### Entries supplied:
::::::

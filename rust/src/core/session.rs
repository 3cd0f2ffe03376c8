// Conversation session lifecycle: mount/unmount, history paging, push and poll delivery.

use super::*;

use crate::backend::MessageSink;

impl AppCore {
    pub(super) fn open_conversation(&mut self, peer_id: &str) {
        let peer_id = peer_id.trim();
        if peer_id.is_empty() {
            self.toast("Pick someone to message");
            return;
        }
        if self.session.as_ref().map(|s| s.peer_id.as_str()) == Some(peer_id) {
            tracing::debug!(peer = %peer_id, "conversation already open");
            self.sync_state();
            return;
        }

        // One conversation at a time; B always starts from a fresh store and ledger.
        self.close_conversation();

        self.session_seq += 1;
        let key = ConversationKey::new(&self.self_id, peer_id);
        tracing::info!(conversation = %key, session = self.session_seq, "open_conversation");
        self.session = Some(ConversationSession {
            id: self.session_seq,
            peer_id: peer_id.to_string(),
            key,
            store: MessageStore::new(),
            ledger: OptimisticLedger::new(self.config.reconcile_window_ms()),
            focused: false,
            // Initial page counts as a load so LoadOlderMessages coalesces with it.
            loading_older: true,
            history_error: None,
            subscribed: false,
            polling: false,
            alive: Arc::new(AtomicBool::new(true)),
        });

        self.resubscribe_current();
        self.spawn_page_fetch(PageRequest::Initial, None);
        self.sync_state();
    }

    /// Teardown: later results for this session are dropped by id, loops stop on their next
    /// tick, and the ledger goes with the session.
    pub(super) fn close_conversation(&mut self) {
        let Some(sess) = self.session.take() else {
            return;
        };
        sess.alive.store(false, Ordering::SeqCst);
        if sess.subscribed {
            if let Ok(backend) = current_backend(&self.backend) {
                backend.unsubscribe(&sess.key);
            }
        }
        if sess.ledger.len() > 0 {
            tracing::debug!(
                conversation = %sess.key,
                pending = sess.ledger.len(),
                "dropping optimistic entries on close"
            );
        }
        tracing::info!(conversation = %sess.key, session = sess.id, "close_conversation");
    }

    /// Subscribe the open conversation to push, falling back to polling.
    pub(super) fn resubscribe_current(&mut self) {
        let Some(sess) = self.session.as_mut() else {
            return;
        };
        if sess.subscribed {
            return;
        }
        let subscribed = match current_backend(&self.backend) {
            Ok(backend) => backend.subscribe(&sess.key, MessageSink::new(self.core_sender.clone())),
            Err(_) => false,
        };
        if subscribed {
            sess.subscribed = true;
            tracing::info!(conversation = %sess.key, "push subscription active");
            return;
        }
        if !sess.polling {
            sess.polling = true;
            self.start_poll_loop();
        }
    }

    fn start_poll_loop(&mut self) {
        let Some(sess) = self.session.as_ref() else {
            return;
        };
        let interval = self.config.poll_interval();
        let limit = self.config.page_size();
        let session_id = sess.id;
        let key = sess.key.clone();
        let alive = sess.alive.clone();
        let shared = self.backend.clone();
        let tx = self.core_sender.clone();
        tracing::info!(conversation = %key, ?interval, "push unavailable, polling");
        self.runtime.spawn(async move {
            loop {
                tokio::time::sleep(interval).await;
                if !alive.load(Ordering::SeqCst) {
                    break;
                }
                let Ok(backend) = current_backend(&shared) else {
                    continue;
                };
                let result = backend.fetch_messages(&key, None, limit).await;
                if !alive.load(Ordering::SeqCst) {
                    break;
                }
                let event = InternalEvent::PageFetched {
                    session_id,
                    request: PageRequest::Poll,
                    requested: limit,
                    result,
                };
                if !Self::send_internal(&tx, event) {
                    break;
                }
            }
            tracing::debug!(conversation = %key, "poll loop stopped");
        });
    }

    pub(super) fn spawn_page_fetch(&mut self, request: PageRequest, before: Option<i64>) {
        let Some(sess) = self.session.as_ref() else {
            return;
        };
        let session_id = sess.id;
        let key = sess.key.clone();
        let limit = self.config.page_size();
        let shared = self.backend.clone();
        let tx = self.core_sender.clone();
        self.runtime.spawn(async move {
            let result = match current_backend(&shared) {
                Ok(backend) => backend.fetch_messages(&key, before, limit).await,
                Err(e) => Err(e),
            };
            let _ = Self::send_internal(
                &tx,
                InternalEvent::PageFetched {
                    session_id,
                    request,
                    requested: limit,
                    result,
                },
            );
        });
    }

    pub(super) fn load_older_messages(&mut self) {
        let Some(sess) = self.session.as_mut() else {
            return;
        };
        if sess.loading_older {
            // Coalesce with the request already in flight.
            return;
        }
        // An empty store means the first page never landed; fetching "older" is then a retry.
        if sess.store.len() > 0 && !sess.store.can_load_older() {
            return;
        }
        sess.loading_older = true;
        let before = sess.store.oldest_created_at();
        self.spawn_page_fetch(PageRequest::Older, before);
        self.sync_state();
    }

    pub(super) fn handle_page_fetched(
        &mut self,
        session_id: u64,
        request: PageRequest,
        requested: u32,
        result: Result<Vec<Message>, BackendError>,
    ) {
        if !self.is_current_session(session_id) {
            tracing::debug!(session_id, ?request, "dropping page for closed conversation");
            return;
        }
        let Some(sess) = self.session.as_mut() else {
            return;
        };

        let added = match (request, result) {
            (PageRequest::Initial | PageRequest::Older, Ok(page)) => {
                sess.loading_older = false;
                sess.history_error = None;
                let n = page.len();
                let added = sess.store.apply_older_page(page, requested);
                tracing::debug!(conversation = %sess.key, ?request, fetched = n, "history page");
                // Rows in a history page can also be the echo of a send still in flight.
                self.reconcile_new(&added);
                self.sync_state();
                return;
            }
            (PageRequest::Initial | PageRequest::Older, Err(e)) => {
                sess.loading_older = false;
                tracing::warn!(conversation = %sess.key, ?request, error = %e, "history fetch failed");
                // Keep whatever is already loaded.
                sess.history_error = Some(e.to_string());
                self.toast(format!("Couldn't load messages: {}", e.user_visible_message()));
                return;
            }
            (PageRequest::Poll, Ok(page)) => {
                if sess.store.len() == 0 {
                    sess.history_error = None;
                    sess.store.apply_older_page(page, requested)
                } else {
                    sess.store.merge(page)
                }
            }
            (PageRequest::Poll, Err(e)) => {
                tracing::debug!(conversation = %sess.key, error = %e, "poll failed");
                return;
            }
        };

        if added.is_empty() {
            return;
        }
        self.handle_new_confirmed(added);
    }

    /// Realtime delivery, from a backend subscription or from the platform's push channel.
    pub(super) fn handle_pushed_message(&mut self, message: Message) {
        let in_open_conversation = self
            .session
            .as_ref()
            .is_some_and(|s| message.conversation_key() == s.key);

        if !in_open_conversation {
            if !message.conversation_key().contains(&self.self_id) {
                tracing::debug!(message_id = %message.id, "ignoring push for another user");
                return;
            }
            if !self.remember_seen(&message.id) {
                return;
            }
            if message.is_unread_for(&self.self_id) && !call_invite::is_call_invite(&message.body) {
                self.read_tracker.record_incoming(&message.sender_id);
                self.sync_state();
            }
            return;
        }

        let added = match self.session.as_mut() {
            Some(sess) => sess.store.merge([message]),
            None => return,
        };
        if added.is_empty() {
            return;
        }
        self.handle_new_confirmed(added);
    }

    /// Live (push or poll) rows that were new to the store: unread accounting, read-through
    /// while focused, reconciliation against the outbox.
    fn handle_new_confirmed(&mut self, added: Vec<Message>) {
        let Some(sess) = self.session.as_ref() else {
            return;
        };
        let peer_id = sess.peer_id.clone();
        let focused = sess.focused;

        let mut incoming = 0;
        for m in &added {
            let fresh = self.remember_seen(&m.id);
            if fresh
                && m.sender_id == peer_id
                && m.is_unread_for(&self.self_id)
                && !call_invite::is_call_invite(&m.body)
            {
                incoming += 1;
            }
        }

        self.reconcile_new(&added);

        if incoming > 0 {
            if focused && self.config.mark_read_on_incoming() {
                self.mark_read(&peer_id);
            } else {
                for _ in 0..incoming {
                    self.read_tracker.record_incoming(&peer_id);
                }
            }
        }
        self.sync_state();
    }

    pub(super) fn focus_conversation(&mut self, peer_id: &str) {
        if let Some(sess) = self.session.as_mut() {
            if sess.peer_id == peer_id {
                sess.focused = true;
            }
        }
        // Every focus re-triggers the read-through, including re-entering a mounted screen.
        self.mark_read(peer_id);
        self.sync_state();
    }
}
// Outgoing path: optimistic append, remote create with a bounded timeout, retry/dismiss,
// and deferred eviction once a confirmed row matches.

use super::*;

use crate::backend::NewMessage;
use ledger::{Draft, OptimisticMessage, OutgoingStatus};

impl AppCore {
    pub(super) fn send_message(&mut self, body: &str, appointment_ref: Option<String>) {
        let body = body.trim();
        let appointment_ref = appointment_ref
            .map(|r| r.trim().to_string())
            .filter(|r| !r.is_empty());
        if body.is_empty() && appointment_ref.is_none() {
            return;
        }
        self.enqueue_send(body.to_string(), appointment_ref);
    }

    pub(super) fn send_call_invite(&mut self, call_id: &str, is_video: bool) {
        let call_id = call_id.trim();
        if call_id.is_empty() {
            return;
        }
        match call_invite::build_call_invite_json(call_id, is_video) {
            Ok(body) => self.enqueue_send(body, None),
            Err(e) => {
                tracing::error!(%e, "call invite encode failed");
                self.toast("Couldn't start the call");
            }
        }
    }

    fn enqueue_send(&mut self, body: String, appointment_ref: Option<String>) {
        if self.session.is_none() {
            self.toast("Open a conversation first");
            return;
        }
        let self_id = self.self_id.clone();
        let Some(sess) = self.session.as_mut() else {
            return;
        };
        let draft = Draft {
            sender_id: self_id,
            receiver_id: sess.peer_id.clone(),
            body,
            appointment_ref,
        };
        let temp_id = sess.ledger.append(draft, now_millis());
        tracing::info!(conversation = %sess.key, temp_id = %temp_id, "send queued");
        let session_id = sess.id;
        if let Some(entry) = sess.ledger.get(&temp_id).cloned() {
            self.spawn_create(session_id, &entry);
        }
        // The optimistic bubble renders before the write resolves.
        self.sync_state();
    }

    fn spawn_create(&mut self, session_id: u64, entry: &OptimisticMessage) {
        let message = NewMessage {
            sender_id: entry.sender_id.clone(),
            receiver_id: entry.receiver_id.clone(),
            body: entry.body.clone(),
            appointment_ref: entry.appointment_ref.clone(),
            client_ref: Some(entry.temp_id.clone()),
        };
        let temp_id = entry.temp_id.clone();
        let timeout = self.config.send_timeout();
        let shared = self.backend.clone();
        let tx = self.core_sender.clone();
        self.runtime.spawn(async move {
            let result = match current_backend(&shared) {
                Ok(backend) => tokio::time::timeout(timeout, backend.create_message(message))
                    .await
                    .unwrap_or(Err(BackendError::Timeout)),
                Err(e) => Err(e),
            };
            let _ = Self::send_internal(
                &tx,
                InternalEvent::CreateMessageResult {
                    session_id,
                    temp_id,
                    result,
                },
            );
        });
    }

    pub(super) fn handle_create_result(
        &mut self,
        session_id: u64,
        temp_id: &str,
        result: Result<Message, BackendError>,
    ) {
        if !self.is_current_session(session_id) {
            tracing::debug!(temp_id = %temp_id, "create result for closed conversation");
            return;
        }
        let Some(sess) = self.session.as_mut() else {
            return;
        };

        match result {
            Ok(confirmed) => {
                if let Err(e) = sess.ledger.advance(temp_id, OutgoingStatus::Sent) {
                    tracing::debug!(%e, "create ack for entry no longer sending");
                }
                let confirmed_id = confirmed.id.clone();
                let added = sess.store.merge([confirmed]);
                for m in &added {
                    self.remember_seen(&m.id);
                }
                self.reconcile_new(&added);
                // The response names the row this request created.
                let newly_confirmed = self
                    .session
                    .as_mut()
                    .is_some_and(|s| s.ledger.confirm(temp_id, &confirmed_id));
                if newly_confirmed {
                    self.schedule_eviction(session_id, temp_id.to_string());
                }
                tracing::info!(temp_id = %temp_id, id = %confirmed_id, "send confirmed");
            }
            Err(e) => {
                let matched = sess
                    .ledger
                    .get(temp_id)
                    .is_some_and(|entry| entry.matched_id.is_some());
                if matched {
                    // The row already arrived through push or poll; the write landed.
                    tracing::debug!(temp_id = %temp_id, error = %e, "late create error ignored");
                    return;
                }
                tracing::warn!(temp_id = %temp_id, error = %e, "send failed");
                let failed = OutgoingStatus::Failed {
                    reason: e.user_visible_message().to_string(),
                };
                if let Err(le) = sess.ledger.advance(temp_id, failed) {
                    tracing::debug!(error = %le, "create failure for entry no longer sending");
                }
            }
        }
        self.sync_state();
    }

    /// Match confirmed rows that just entered the store against the outbox and schedule
    /// eviction of every newly matched entry.
    pub(super) fn reconcile_new(&mut self, added: &[Message]) {
        if added.is_empty() {
            return;
        }
        let Some(sess) = self.session.as_mut() else {
            return;
        };
        if sess.ledger.len() == 0 {
            return;
        }
        let session_id = sess.id;
        let matched = sess.ledger.reconcile(added.iter());
        for (temp_id, confirmed_id) in matched {
            tracing::debug!(temp_id = %temp_id, id = %confirmed_id, "reconciled");
            self.schedule_eviction(session_id, temp_id);
        }
    }

    fn schedule_eviction(&mut self, session_id: u64, temp_id: String) {
        let delay = self.config.grace_delay();
        let tx = self.core_sender.clone();
        self.runtime.spawn(async move {
            tokio::time::sleep(delay).await;
            let _ = Self::send_internal(
                &tx,
                InternalEvent::ReconcileGraceElapsed {
                    session_id,
                    temp_id,
                },
            );
        });
    }

    pub(super) fn retry_message(&mut self, temp_id: &str) {
        let Some(sess) = self.session.as_mut() else {
            return;
        };
        match sess.ledger.retry(temp_id, now_millis()) {
            Ok(entry) => {
                tracing::info!(temp_id = %temp_id, attempt = entry.attempts, "retrying send");
                let session_id = sess.id;
                self.spawn_create(session_id, &entry);
                self.sync_state();
            }
            Err(e) => tracing::warn!(%e, "retry rejected"),
        }
    }

    pub(super) fn dismiss_message(&mut self, temp_id: &str) {
        let Some(sess) = self.session.as_mut() else {
            return;
        };
        match sess.ledger.dismiss(temp_id) {
            Ok(_) => {
                tracing::info!(temp_id = %temp_id, "failed send dismissed");
                self.sync_state();
            }
            Err(e) => tracing::warn!(%e, "dismiss rejected"),
        }
    }
}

::::::

### Exercise objective:
Search the listing for the word "merge". Copy every line in which it occurs.

### Response:
                    sess.store.merge(page)
            Some(sess) => sess.store.merge([message]),
                let added = sess.store.merge([confirmed]);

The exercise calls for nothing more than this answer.